▶ [RECORDED INFORMATION]:
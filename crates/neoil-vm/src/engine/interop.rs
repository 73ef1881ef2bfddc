//! Interop services reachable through `SYSCALL`.
//!
//! Arguments are popped first-argument-first, matching the order the
//! compiler pushes them.

use neoil_bytecode::syscall_name;

use super::error::RuntimeError;
use super::item::StackItem;
use super::trace::Tracer;
use super::vm::{Notification, VM};

impl VM<'_> {
    pub(super) fn syscall<T: Tracer>(&mut self, id: u32, tracer: &mut T) -> Result<(), RuntimeError> {
        let name = syscall_name(id).ok_or(RuntimeError::UnknownSyscall(id))?;
        match name {
            "System.Runtime.Notify" => {
                let event = self.pop()?;
                let state = self.pop()?;
                tracer.trace_syscall(name, &[event.clone(), state.clone()]);
                let state = match state {
                    StackItem::Array(items) | StackItem::Struct(items) => items.borrow().clone(),
                    other => return Err(other.invalid("Array")),
                };
                self.notifications.push(Notification {
                    name: event.as_string()?,
                    state,
                });
            }
            "System.Runtime.Log" => {
                let message = self.pop()?;
                tracer.trace_syscall(name, std::slice::from_ref(&message));
                self.logs.push(message.as_string()?);
            }
            _ => return Err(RuntimeError::UnavailableSyscall(name)),
        }
        Ok(())
    }
}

▶ [PROBLEM]: Wherever a line of the entries holds the string "Notification", copy that line.

▶ [PROBLEM SOLUTION]:
use super::vm::{Notification, VM};
                self.notifications.push(Notification {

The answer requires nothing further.